Estávamos voltando para casa, depois de um típico passeio a pé de feriado, quando uma pequena multidão de famílias, muitas senhoras e uns poucos jovens passaram por nós caminhando em procissão, segurando velas e entoando velhas canções. Era a solenidade do Corpus Christi, data em que os católicos comemoram o sacramento da Eucaristia, aquela comunhão misteriosa em que o corpo de Cristo é partilhado entre os fiéis. Século após século, este rito cerimonial renova o sacrifício do filho de Deus na cruz e os milagres que, por meio dele, se multiplicam, dos arredores de Jerusalém às longes ilhas, nas mãos de homens poderosos e no coração dos mais humildes. A luz não distingue, só passa. E a todos, aquece.

O cortejo terminava em uma rua residencial um tanto escura, com alguns bares e uma padaria na esquina. Logo que viram o tapete estendido sobre o asfalto ser ocupado, alguns senhores que bebiam cerveja nas mesinhas da calçada se levantaram e adotaram uma postura um tanto firme, respeitosa, até esforçada, como criança que freia a inquietação porque é hora de cantar o parabéns. Em contraste, um grupo de jovens sentados em outra mesa parecia incomodado com aquela solenidade cobrindo o som e as risadas antes animadas. Um deles pegou o celular e começou a gravar um vídeo. Os amigos faziam piadas, caras de nojo, dedo do meio. Uma das moças fez questão de renovar o seu batom, exibindo o seu gosto pela trivialidade das aparências, como um sinal de desprezo àquele ajuntamento antiquado.
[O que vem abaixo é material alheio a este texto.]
//! Error types.
//!
//! Invalid binding is the only caller-visible failure in this crate.
//! Per-client send anomalies are absorbed where they occur: a disconnected
//! target is skipped silently while removing a client that was never
//! subscribed is reported at debug level and treated as success.

use crate::protocol::EntityId;

#[derive(Debug, Clone, PartialEq, Eq, thiserror::Error)]
pub enum BarError {
    #[error("entity {entity} can not be bound: it is closed or flagged for removal")]
    InvalidBinding { entity: EntityId },
}

pub type Result<T> = std::result::Result<T, BarError>;
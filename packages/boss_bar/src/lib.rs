//! Boss bar state for game server plugins.
//!
//! A [`BossBar`] holds the display state of one on-screen bar: title,
//! subtitle, fill percentage and color, plus the set of subscribed clients.
//! Every mutation broadcasts the matching [`DisplayMessage`] to the affected
//! subscribers through a host-provided [`SessionRegistry`], so clients never
//! need to poll. A bar can also be bound to an in-world entity through an
//! [`EntityHost`], taking over that entity's id and health range.
//!
//! [`DiverseBossBar`] layers per-client overrides on top, so individual
//! clients can see their own title, percentage or color while everyone else
//! sees the shared state.
//!
//! Bars are single-threaded by design and expect to live on the host's tick
//! loop; all fan-out happens inline in the mutating call.
//!
//! ```
//! use boss_bar::{BossBar, DisplayMessage, EntityHost, HealthRange, SessionRegistry};
//!
//! struct Stdout;
//!
//! impl SessionRegistry for Stdout {
//!     fn is_connected(&self, _client: u64) -> bool {
//!         true
//!     }
//!     fn send(&self, client: u64, message: &DisplayMessage) {
//!         println!("-> {client}: {message:?}");
//!     }
//! }
//!
//! struct NoEntities;
//!
//! impl EntityHost for NoEntities {
//!     fn health_range(&self, _entity: u64) -> Option<HealthRange> {
//!         None
//!     }
//!     fn is_player(&self, _entity: u64) -> bool {
//!         false
//!     }
//!     fn is_removed(&self, _entity: u64) -> bool {
//!         true
//!     }
//!     fn flag_for_removal(&self, _entity: u64) {}
//!     fn close(&self, _entity: u64) {}
//!     fn mint_bar_id(&self) -> u64 {
//!         1
//!     }
//! }
//!
//! let mut bar = BossBar::new(NoEntities, Stdout);
//! bar.set_title("Ender Dragon");
//! bar.add_subscriber(7);
//! bar.set_percentage(0.42);
//! ```

mod bar;
mod diverse;
mod error;
mod host;
mod protocol;
mod registry;

#[cfg(test)]
pub(crate) mod test_support;

pub use bar::{Binding, BossBar};
pub use diverse::DiverseBossBar;
pub use error::{BarError, Result};
pub use host::{EntityHost, HealthRange};
pub use protocol::{BarColor, BarId, ClientId, DisplayMessage, EntityId};
pub use registry::SessionRegistry;
//! Display protocol types.
//!
//! Message variants the bar emits to clients. The wire encoding belongs to
//! the host transport; these types derive serde so hosts that speak JSON can
//! forward them as-is.

use serde::{Deserialize, Serialize};

/// Identifier a bar is known by on clients. Equals the bound entity's id
/// while bound, otherwise a host-minted synthetic id.
pub type BarId = u64;

/// Connected-client identifier, assigned by the host session layer.
pub type ClientId = u64;

/// In-world entity identifier, assigned by the host engine.
pub type EntityId = u64;

/// Fixed display palette defined by the host protocol.
#[derive(Debug, Clone, Copy, Default, PartialEq, Eq, Serialize, Deserialize)]
#[serde(rename_all = "snake_case")]
pub enum BarColor {
    Pink,
    Blue,
    Red,
    Green,
    Yellow,
    #[default]
    Purple,
    White,
}

/// Outbound display notification for a single client.
///
/// `Show` carries the full state; the update variants are minimal diffs.
/// `RemoveEntity` cleans up client-side actor state when a synthetic bar id
/// is abandoned during a rebind.
#[derive(Debug, Clone, PartialEq, Serialize, Deserialize)]
#[serde(tag = "type")]
pub enum DisplayMessage {
    Show {
        bar_id: BarId,
        full_title: String,
        percentage: f32,
        color: BarColor,
    },
    Hide {
        bar_id: BarId,
    },
    UpdateTitle {
        bar_id: BarId,
        full_title: String,
    },
    UpdateHealth {
        bar_id: BarId,
        percentage: f32,
    },
    RemoveEntity {
        bar_id: BarId,
    },
}

impl DisplayMessage {
    /// The bar id this message refers to.
    pub fn bar_id(&self) -> BarId {
        match self {
            Self::Show { bar_id, .. }
            | Self::Hide { bar_id }
            | Self::UpdateTitle { bar_id, .. }
            | Self::UpdateHealth { bar_id, .. }
            | Self::RemoveEntity { bar_id } => *bar_id,
        }
    }
}
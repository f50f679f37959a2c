//! Entity host boundary and the health range a bar mirrors.

use std::rc::Rc;

use crate::protocol::{BarId, EntityId};

/// Access to the host engine's entity registry.
///
/// Injected at construction instead of resolved through a process-wide
/// singleton so tests can substitute a deterministic fake.
pub trait EntityHost {
    /// The entity's current health range, or `None` if the host no longer
    /// tracks it (despawned or closed).
    fn health_range(&self, entity: EntityId) -> Option<HealthRange>;

    /// Whether the entity is a player-controlled client.
    fn is_player(&self, entity: EntityId) -> bool;

    /// Whether the entity is closed or already flagged for removal.
    fn is_removed(&self, entity: EntityId) -> bool;

    /// Ask the host to remove the entity on its next tick.
    fn flag_for_removal(&self, entity: EntityId);

    /// Ask the host to close the entity immediately.
    fn close(&self, entity: EntityId);

    /// Mint a fresh globally-unique id for a bar with no backing entity.
    fn mint_bar_id(&self) -> BarId;
}

impl<T: EntityHost + ?Sized> EntityHost for &T {
    fn health_range(&self, entity: EntityId) -> Option<HealthRange> {
        (**self).health_range(entity)
    }

    fn is_player(&self, entity: EntityId) -> bool {
        (**self).is_player(entity)
    }

    fn is_removed(&self, entity: EntityId) -> bool {
        (**self).is_removed(entity)
    }

    fn flag_for_removal(&self, entity: EntityId) {
        (**self).flag_for_removal(entity)
    }

    fn close(&self, entity: EntityId) {
        (**self).close(entity)
    }

    fn mint_bar_id(&self) -> BarId {
        (**self).mint_bar_id()
    }
}

impl<T: EntityHost + ?Sized> EntityHost for Rc<T> {
    fn health_range(&self, entity: EntityId) -> Option<HealthRange> {
        (**self).health_range(entity)
    }

    fn is_player(&self, entity: EntityId) -> bool {
        (**self).is_player(entity)
    }

    fn is_removed(&self, entity: EntityId) -> bool {
        (**self).is_removed(entity)
    }

    fn flag_for_removal(&self, entity: EntityId) {
        (**self).flag_for_removal(entity)
    }

    fn close(&self, entity: EntityId) {
        (**self).close(entity)
    }

    fn mint_bar_id(&self) -> BarId {
        (**self).mint_bar_id()
    }
}

/// Health-style value range backing a bar's percentage.
///
/// Each bar owns its range. Binding an entity copies the host's range into
/// the bar; the two then evolve independently (no aliasing).
#[derive(Debug, Clone, PartialEq)]
pub struct HealthRange {
    min: f32,
    max: f32,
    default: f32,
    value: f32,
}

impl Default for HealthRange {
    fn default() -> Self {
        Self::new(0.0, 100.0, 100.0)
    }
}

impl HealthRange {
    /// A new range with `value` starting at `default`.
    pub fn new(min: f32, max: f32, default: f32) -> Self {
        Self {
            min,
            max,
            default,
            value: default,
        }
    }

    /// A new range with an explicit starting value.
    pub fn with_value(min: f32, max: f32, default: f32, value: f32) -> Self {
        Self {
            min,
            max,
            default,
            value,
        }
    }

    pub fn min(&self) -> f32 {
        self.min
    }

    pub fn max(&self) -> f32 {
        self.max
    }

    pub fn default_value(&self) -> f32 {
        self.default
    }

    pub fn value(&self) -> f32 {
        self.value
    }

    /// Current value as a fraction of the maximum. Zero when the range is
    /// degenerate (`max <= 0`).
    pub fn fraction(&self) -> f32 {
        if self.max > 0.0 {
            self.value / self.max
        } else {
            0.0
        }
    }

    /// Store `fraction` (already clamped by the caller) as an absolute value.
    pub fn set_fraction(&mut self, fraction: f32) {
        self.value = fraction * self.max;
    }
}

#[cfg(test)]
mod tests {
    use super::*;

    #[test]
    fn default_range_is_full() {
        let range = HealthRange::default();
        assert_eq!(range.min(), 0.0);
        assert_eq!(range.max(), 100.0);
        assert_eq!(range.value(), 100.0);
        assert_eq!(range.fraction(), 1.0);
    }

    #[test]
    fn fraction_tracks_value() {
        let mut range = HealthRange::new(0.0, 100.0, 100.0);
        range.set_fraction(0.25);
        assert_eq!(range.value(), 25.0);
        assert_eq!(range.fraction(), 0.25);
    }

    #[test]
    fn fraction_of_degenerate_range_is_zero() {
        let range = HealthRange::new(0.0, 0.0, 0.0);
        assert_eq!(range.fraction(), 0.0);
    }

    #[test]
    fn with_value_keeps_partial_health() {
        let range = HealthRange::with_value(0.0, 200.0, 200.0, 50.0);
        assert_eq!(range.fraction(), 0.25);
    }
}
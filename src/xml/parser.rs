use core::str;

use quick_xml::events::{BytesStart, Event};
use quick_xml::Reader;

use crate::node::{Node, NodeMap};
use crate::parse::Parse;
use crate::xml::{names, Error, Options};

/// An element which has been opened but not yet closed.
struct Element {
    name: String,
    map: NodeMap,
    text: String,
}

/// XML parsing engine.
///
/// See the [module level documentation][crate::xml] for how documents are
/// mapped.
///
/// # Examples
///
/// ```
/// use metaview::{Node, Parse};
/// use metaview::xml::Parser;
///
/// let root = Parser::new().parse(r#"<Plane TheZ="0" DeltaT="0.25"/>"#)?;
///
/// assert_eq!(root.get("the_z"), Some(&Node::Integer(0)));
/// assert_eq!(root.get("delta_t"), Some(&Node::Float(0.25)));
/// # Ok::<_, anyhow::Error>(())
/// ```
#[derive(Debug, Clone, Default)]
pub struct Parser {
    options: Options,
}

impl Parser {
    /// Construct a parser with the default [`Options`].
    #[must_use]
    pub fn new() -> Self {
        Self::default()
    }

    /// Construct a parser with the given [`Options`].
    #[must_use]
    pub fn with_options(options: Options) -> Self {
        Self { options }
    }

    /// Access the options of the parser.
    #[must_use]
    #[inline]
    pub fn options(&self) -> &Options {
        &self.options
    }

    fn key(&self, name: &str) -> String {
        names::key(self.options.key_style, name)
    }

    /// Open an element, reading its attributes.
    fn open(&self, start: &BytesStart<'_>) -> Result<Element, Error> {
        let name = str::from_utf8(start.local_name().as_ref())?.to_owned();
        let mut map = NodeMap::new();

        for attribute in start.attributes() {
            let attribute = attribute?;

            if attribute.key.as_namespace_binding().is_some() {
                continue;
            }

            let key = self.key(str::from_utf8(attribute.key.local_name().as_ref())?);
            let value = attribute.unescape_value()?;
            let value = self.scalar(&value);
            self.append(&mut map, key, value);
        }

        Ok(Element {
            name,
            map,
            text: String::new(),
        })
    }

    /// Close an element, attaching it to its parent or making it the root.
    fn close(&self, element: Element, stack: &mut [Element], root: &mut Option<(String, Node)>) {
        let Element {
            name,
            mut map,
            text,
        } = element;

        // Whitespace inside the text is kept, only the ends are trimmed.
        let text = text.trim();

        let node = if map.is_empty() && !text.is_empty() {
            self.scalar(text)
        } else {
            if !text.is_empty() {
                let text = self.scalar(text);
                self.append(&mut map, self.options.text_key.clone(), text);
            }

            Node::Mapping(map)
        };

        let key = self.key(&name);

        match stack.last_mut() {
            Some(parent) => self.append(&mut parent.map, key, node),
            None => *root = Some((key, node)),
        }
    }

    /// Add a value to a mapping, accumulating repeated keys into a sequence.
    fn append(&self, map: &mut NodeMap, key: String, node: Node) {
        if map.get(&key).is_none() && self.options.is_sequence(&key) {
            map.insert(key, Node::Sequence(vec![node]));
        } else {
            map.append(key, node);
        }
    }

    fn scalar(&self, text: &str) -> Node {
        if self.options.infer_scalars {
            if let Some(node) = infer(text) {
                return node;
            }
        }

        Node::String(text.to_owned())
    }
}

impl Parse for Parser {
    type Error = Error;

    fn parse(&self, text: &str) -> Result<NodeMap, Self::Error> {
        let mut reader = Reader::from_str(text);

        let mut stack = Vec::<Element>::new();
        let mut root = None::<(String, Node)>;
        let mut elements = 0usize;

        loop {
            match reader.read_event()? {
                Event::Start(start) => {
                    let element = self.open(&start)?;

                    if root.is_some() {
                        return Err(Error::MultipleRoots { name: element.name });
                    }

                    elements += 1;
                    stack.push(element);
                }
                Event::Empty(start) => {
                    let element = self.open(&start)?;

                    if root.is_some() {
                        return Err(Error::MultipleRoots { name: element.name });
                    }

                    elements += 1;
                    self.close(element, &mut stack, &mut root);
                }
                Event::End(..) => {
                    let Some(element) = stack.pop() else {
                        return Err(Error::UnexpectedEnd);
                    };

                    self.close(element, &mut stack, &mut root);
                }
                Event::Text(content) => {
                    let content = content.unescape()?;

                    match stack.last_mut() {
                        Some(element) => element.text.push_str(&content),
                        None => tracing::trace!(%content, "skipping text outside of the root element"),
                    }
                }
                Event::CData(data) => {
                    let data = data.into_inner();
                    let data = str::from_utf8(&data)?;

                    if let Some(element) = stack.last_mut() {
                        element.text.push_str(data);
                    }
                }
                Event::Decl(..) => {}
                Event::Eof => break,
                event => {
                    tracing::trace!(?event, "skipping event");
                }
            }
        }

        if let Some(element) = stack.pop() {
            return Err(Error::Unclosed { name: element.name });
        }

        let Some((key, node)) = root else {
            return Err(Error::NoRoot);
        };

        tracing::debug!(elements, "parsed xml document");

        Ok(match node {
            Node::Mapping(map) if self.options.unwrap_root => map,
            node => {
                let mut map = NodeMap::new();
                map.insert(key, node);
                map
            }
        })
    }
}

/// Recognize integers and floating point numbers.
///
/// Text is only turned into a number if formatting the number again gives
/// back exactly the same text, so values such as `007`, `1e3` or integers
/// which overflow an `i64` stay strings.
fn infer(text: &str) -> Option<Node> {
    let bytes = text.as_bytes();

    if !bytes.iter().any(u8::is_ascii_digit)
        || !bytes
            .iter()
            .all(|&b| matches!(b, b'0'..=b'9' | b'-' | b'.' | b'e'))
    {
        return None;
    }

    if memchr::memchr2(b'.', b'e', bytes).is_none() {
        let value = lexical_core::parse::<i64>(bytes).ok()?;
        let mut buffer = itoa::Buffer::new();
        return (buffer.format(value) == text).then_some(Node::Integer(value));
    }

    let value = lexical_core::parse::<f64>(bytes).ok()?;
    let mut buffer = ryu::Buffer::new();
    (value.is_finite() && buffer.format_finite(value) == text).then_some(Node::Float(value))
}

#[cfg(test)]
mod tests {
    use super::infer;
    use crate::node::Node;

    #[test]
    fn infer_scalars() {
        assert_eq!(infer("42"), Some(Node::Integer(42)));
        assert_eq!(infer("-7"), Some(Node::Integer(-7)));
        assert_eq!(infer("0"), Some(Node::Integer(0)));
        assert_eq!(infer("0.25"), Some(Node::Float(0.25)));
        assert_eq!(infer("0.65"), Some(Node::Float(0.65)));
        assert_eq!(infer("1.0"), Some(Node::Float(1.0)));
        assert_eq!(infer("1.5e-7"), Some(Node::Float(1.5e-7)));
        assert_eq!(infer("2023-05-04"), None);
        assert_eq!(infer("Image:0"), None);
        assert_eq!(infer("NaN"), None);
        assert_eq!(infer(" 1"), None);
        assert_eq!(infer("-"), None);
        assert_eq!(infer(""), None);
    }

    #[test]
    fn infer_keeps_text_which_does_not_round_trip() {
        assert_eq!(infer("007"), None);
        assert_eq!(infer("+1"), None);
        assert_eq!(infer("-0"), None);
        assert_eq!(infer("1e3"), None);
        assert_eq!(infer("1E3"), None);
        assert_eq!(infer("2.50"), None);
        assert_eq!(infer(".5"), None);
        assert_eq!(infer("99999999999999999999"), None);
        assert_eq!(infer("12345678901234567890123"), None);
        assert_eq!(infer("0.1000000000000000000001"), None);
    }
}
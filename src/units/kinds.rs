use core::fmt;
use core::str::FromStr;

use crate::units::{Convert, Error};

macro_rules! units {
    (@factor) => {
        None
    };

    (@factor $factor:expr) => {
        Some($factor)
    };

    (
        $(#[doc = $doc:literal])*
        $vis:vis enum $name:ident {
            $($variant:ident($symbol:literal $(| $alias:literal)*) $(= $factor:expr)?),* $(,)?
        }
    ) => {
        $(#[doc = $doc])*
        #[derive(Debug, Clone, Copy, PartialEq, Eq, Hash)]
        $vis enum $name {
            $(
                #[doc = concat!("`", $symbol, "`")]
                $variant,
            )*
        }

        impl $name {
            /// Every unit of this kind in the order the schema lists them.
            pub const VARIANTS: &'static [Self] = &[$(Self::$variant),*];

            /// Every unit of this kind.
            #[must_use]
            #[inline]
            pub fn variants() -> &'static [Self] {
                Self::VARIANTS
            }

            /// The symbol the unit is written as in a document.
            #[must_use]
            pub fn symbol(&self) -> &'static str {
                match self {
                    $(Self::$variant => $symbol,)*
                }
            }

            /// The size of the unit in its SI base unit, if it is fixed.
            fn factor(&self) -> Option<f64> {
                match self {
                    $(Self::$variant => units!(@factor $($factor)?),)*
                }
            }
        }

        impl FromStr for $name {
            type Err = Error;

            fn from_str(unit: &str) -> Result<Self, Self::Err> {
                match unit {
                    $($symbol $(| $alias)* => Ok(Self::$variant),)*
                    _ => Err(Error::UnknownUnit {
                        unit: unit.to_owned(),
                    }),
                }
            }
        }

        impl fmt::Display for $name {
            #[inline]
            fn fmt(&self, f: &mut fmt::Formatter<'_>) -> fmt::Result {
                f.write_str(self.symbol())
            }
        }

        #[cfg(feature = "serde")]
        impl<'de> serde::Deserialize<'de> for $name {
            fn deserialize<D>(deserializer: D) -> Result<Self, D::Error>
            where
                D: serde::Deserializer<'de>,
            {
                let unit = <String as serde::Deserialize>::deserialize(deserializer)?;
                unit.parse().map_err(serde::de::Error::custom)
            }
        }
    };
}

// Units which convert by multiplying with their size in the SI base unit.
macro_rules! scaled {
    ($($name:ident),* $(,)?) => {
        $(
            impl Convert for $name {
                fn as_si(&self) -> Result<f64, Error> {
                    self.factor().ok_or(Error::NoScale {
                        unit: self.symbol(),
                    })
                }
            }
        )*
    };
}

units! {
    /// A unit of length, the SI base unit being the meter.
    pub enum Length {
        Yottameter("Ym") = 1e24,
        Zettameter("Zm") = 1e21,
        Exameter("Em") = 1e18,
        Petameter("Pm") = 1e15,
        Terameter("Tm") = 1e12,
        Gigameter("Gm") = 1e9,
        Megameter("Mm") = 1e6,
        Kilometer("km") = 1e3,
        Hectometer("hm") = 1e2,
        Decameter("dam") = 1e1,
        Meter("m") = 1e0,
        Decimeter("dm") = 1e-1,
        Centimeter("cm") = 1e-2,
        Millimeter("mm") = 1e-3,
        Micrometer("µm" | "um") = 1e-6,
        Nanometer("nm") = 1e-9,
        Picometer("pm") = 1e-12,
        Femtometer("fm") = 1e-15,
        Attometer("am") = 1e-18,
        Zeptometer("zm") = 1e-21,
        Yoctometer("ym") = 1e-24,
        Angstrom("Å") = 1e-10,
        Thou("thou") = 2.54e-5,
        Li("li") = 5e2,
        Inch("in") = 2.54e-2,
        Foot("ft") = 3.048e-1,
        Yard("yd") = 9.144e-1,
        Mile("mi") = 1.609344e3,
        AstronomicalUnit("ua") = 1.496e11,
        LightYear("ly") = 9.461e15,
        Parsec("pc") = 3.086e16,
        Point("pt") = 3.52778e-4,
        Pixel("pixel"),
        ReferenceFrame("reference frame"),
    }
}

units! {
    /// A unit of time, the SI base unit being the second.
    pub enum Time {
        Yottasecond("Ys") = 1e24,
        Zettasecond("Zs") = 1e21,
        Exasecond("Es") = 1e18,
        Petasecond("Ps") = 1e15,
        Terasecond("Ts") = 1e12,
        Gigasecond("Gs") = 1e9,
        Megasecond("Ms") = 1e6,
        Kilosecond("ks") = 1e3,
        Hectosecond("hs") = 1e2,
        Decasecond("das") = 1e1,
        Second("s") = 1e0,
        Decisecond("ds") = 1e-1,
        Centisecond("cs") = 1e-2,
        Millisecond("ms") = 1e-3,
        Microsecond("µs" | "us") = 1e-6,
        Nanosecond("ns") = 1e-9,
        Picosecond("ps") = 1e-12,
        Femtosecond("fs") = 1e-15,
        Attosecond("as") = 1e-18,
        Zeptosecond("zs") = 1e-21,
        Yoctosecond("ys") = 1e-24,
        Minute("min") = 6e1,
        Hour("h") = 3.6e3,
        Day("d") = 8.64e4,
    }
}

units! {
    /// A unit of pressure, the SI unit being the pascal.
    pub enum Pressure {
        Yottapascal("YPa") = 1e24,
        Zettapascal("ZPa") = 1e21,
        Exapascal("EPa") = 1e18,
        Petapascal("PPa") = 1e15,
        Terapascal("TPa") = 1e12,
        Gigapascal("GPa") = 1e9,
        Megapascal("MPa") = 1e6,
        Kilopascal("kPa") = 1e3,
        Hectopascal("hPa") = 1e2,
        Decapascal("daPa") = 1e1,
        Pascal("Pa") = 1e0,
        Decipascal("dPa") = 1e-1,
        Centipascal("cPa") = 1e-2,
        Millipascal("mPa") = 1e-3,
        Micropascal("µPa" | "uPa") = 1e-6,
        Nanopascal("nPa") = 1e-9,
        Picopascal("pPa") = 1e-12,
        Femtopascal("fPa") = 1e-15,
        Attopascal("aPa") = 1e-18,
        Zeptopascal("zPa") = 1e-21,
        Yoctopascal("yPa") = 1e-24,
        Bar("bar") = 1e5,
        Megabar("Mbar") = 1e11,
        Kilobar("kbar") = 1e8,
        Decibar("dbar") = 1e4,
        Centibar("cbar") = 1e3,
        Millibar("mbar") = 1e2,
        Atmosphere("atm") = 1.01325e5,
        Psi("psi") = 6.89476e3,
        Torr("Torr") = 1.33322e2,
        Millitorr("mTorr") = 1.33322e-1,
        MillimeterOfMercury("mm Hg" | "mmHg") = 1.33322e2,
    }
}

units! {
    /// A unit of power, the SI unit being the watt.
    pub enum Power {
        Yottawatt("YW") = 1e24,
        Zettawatt("ZW") = 1e21,
        Exawatt("EW") = 1e18,
        Petawatt("PW") = 1e15,
        Terawatt("TW") = 1e12,
        Gigawatt("GW") = 1e9,
        Megawatt("MW") = 1e6,
        Kilowatt("kW") = 1e3,
        Hectowatt("hW") = 1e2,
        Decawatt("daW") = 1e1,
        Watt("W") = 1e0,
        Deciwatt("dW") = 1e-1,
        Centiwatt("cW") = 1e-2,
        Milliwatt("mW") = 1e-3,
        Microwatt("µW" | "uW") = 1e-6,
        Nanowatt("nW") = 1e-9,
        Picowatt("pW") = 1e-12,
        Femtowatt("fW") = 1e-15,
        Attowatt("aW") = 1e-18,
        Zeptowatt("zW") = 1e-21,
        Yoctowatt("yW") = 1e-24,
    }
}

units! {
    /// A unit of frequency, the SI unit being the hertz.
    pub enum Frequency {
        Yottahertz("YHz") = 1e24,
        Zettahertz("ZHz") = 1e21,
        Exahertz("EHz") = 1e18,
        Petahertz("PHz") = 1e15,
        Terahertz("THz") = 1e12,
        Gigahertz("GHz") = 1e9,
        Megahertz("MHz") = 1e6,
        Kilohertz("kHz") = 1e3,
        Hectohertz("hHz") = 1e2,
        Decahertz("daHz") = 1e1,
        Hertz("Hz") = 1e0,
        Decihertz("dHz") = 1e-1,
        Centihertz("cHz") = 1e-2,
        Millihertz("mHz") = 1e-3,
        Microhertz("µHz" | "uHz") = 1e-6,
        Nanohertz("nHz") = 1e-9,
        Picohertz("pHz") = 1e-12,
        Femtohertz("fHz") = 1e-15,
        Attohertz("aHz") = 1e-18,
        Zeptohertz("zHz") = 1e-21,
        Yoctohertz("yHz") = 1e-24,
    }
}

units! {
    /// A unit of electric potential, the SI unit being the volt.
    pub enum ElectricPotential {
        Yottavolt("YV") = 1e24,
        Zettavolt("ZV") = 1e21,
        Exavolt("EV") = 1e18,
        Petavolt("PV") = 1e15,
        Teravolt("TV") = 1e12,
        Gigavolt("GV") = 1e9,
        Megavolt("MV") = 1e6,
        Kilovolt("kV") = 1e3,
        Hectovolt("hV") = 1e2,
        Decavolt("daV") = 1e1,
        Volt("V") = 1e0,
        Decivolt("dV") = 1e-1,
        Centivolt("cV") = 1e-2,
        Millivolt("mV") = 1e-3,
        Microvolt("µV" | "uV") = 1e-6,
        Nanovolt("nV") = 1e-9,
        Picovolt("pV") = 1e-12,
        Femtovolt("fV") = 1e-15,
        Attovolt("aV") = 1e-18,
        Zeptovolt("zV") = 1e-21,
        Yoctovolt("yV") = 1e-24,
    }
}

units! {
    /// A unit of temperature, the SI base unit being the kelvin.
    ///
    /// Only [`Kelvin`][Temperature::Kelvin] and
    /// [`Rankine`][Temperature::Rankine] have a size in kelvin. Celsius and
    /// Fahrenheit need an offset, which [`Convert::convert`] applies.
    pub enum Temperature {
        Celsius("°C" | "C"),
        Fahrenheit("°F" | "F"),
        Kelvin("K") = 1.0,
        Rankine("°R" | "R") = 5.0 / 9.0,
    }
}

scaled!(Length, Time, Pressure, Power, Frequency, ElectricPotential);

const ABSOLUTE_ZERO_C: f64 = 273.15;
const ABSOLUTE_ZERO_F: f64 = 459.67;

impl Convert for Temperature {
    fn as_si(&self) -> Result<f64, Error> {
        self.factor().ok_or(Error::NotMultiplicative {
            unit: self.symbol(),
        })
    }

    fn convert(&self, unit: &Self, value: f64) -> Result<f64, Error> {
        use Temperature::{Celsius as C, Fahrenheit as F, Kelvin as K, Rankine as R};

        let value = match (self, unit) {
            (F, C) => (value - 32.0) * 5.0 / 9.0,
            (K, C) => value - ABSOLUTE_ZERO_C,
            (R, C) => value * 5.0 / 9.0 - ABSOLUTE_ZERO_C,
            (C, F) => value * 9.0 / 5.0 + 32.0,
            (K, F) => value * 9.0 / 5.0 - ABSOLUTE_ZERO_F,
            (R, F) => value - ABSOLUTE_ZERO_F,
            (C, K) => value + ABSOLUTE_ZERO_C,
            (F, K) => (value + ABSOLUTE_ZERO_F) * 5.0 / 9.0,
            (R, K) => value * 5.0 / 9.0,
            (C, R) => (value + ABSOLUTE_ZERO_C) * 9.0 / 5.0,
            (F, R) => value + ABSOLUTE_ZERO_F,
            (K, R) => value * 9.0 / 5.0,
            _ => value,
        };

        Ok(value)
    }
}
O curioso é que quando vão assistir Avatar, Jogos Vorazes ou os shows da Beyoncé, esses mesmos jovens rebeldes ficam encantados pelos símbolos, gestos e cantos primitivos, especialmente aqueles similares aos cultivados por povos indígenas e de matriz africana. Queen B, por exemplo, em sua última turnê The Formation World Tour, não economizou nos jogos de luzes e labaredas de fogo entremeados por simbologia egípcia, árabe e rastafári. Uma miscelânea de encher os olhos, para o delírio dos que se acham incrédulos.

Esta constatação me faz pensar que o problema desses moços universitários, pretensos vanguardistas e amantes do progresso, não é a religião em si, mas a fé cristã que seus pais lhe transmitiram, provavelmente num misto de amor e autoridade.

Tive a oportunidade de conviver com muitos deles nos oito anos em que trabalhei dentro de um campus universitário. Nesses grupos as meninas manifestam um apreço pela vida boêmia; gostam de estar entre os meninos, rir de suas piadas, dançar livremente. Muitas delas saíram de casa brigadas com os pais, pois eles contavam com um genro e netos, não cigarros e tatuagens. Já os rapazes, de modo geral, são os que fogem do estereótipo masculino brasileiro, tendo mais interesse em cinema e psicologia do que em futebol ou pornografia. Não são musculosos nem grosseiros em seus gestos, pelo contrário: podem ser bastante simpáticos e gentis. Esses modos delicados também enfrentam, com frequência, a resistência de pais cheios de expectativas sobre o filho macho.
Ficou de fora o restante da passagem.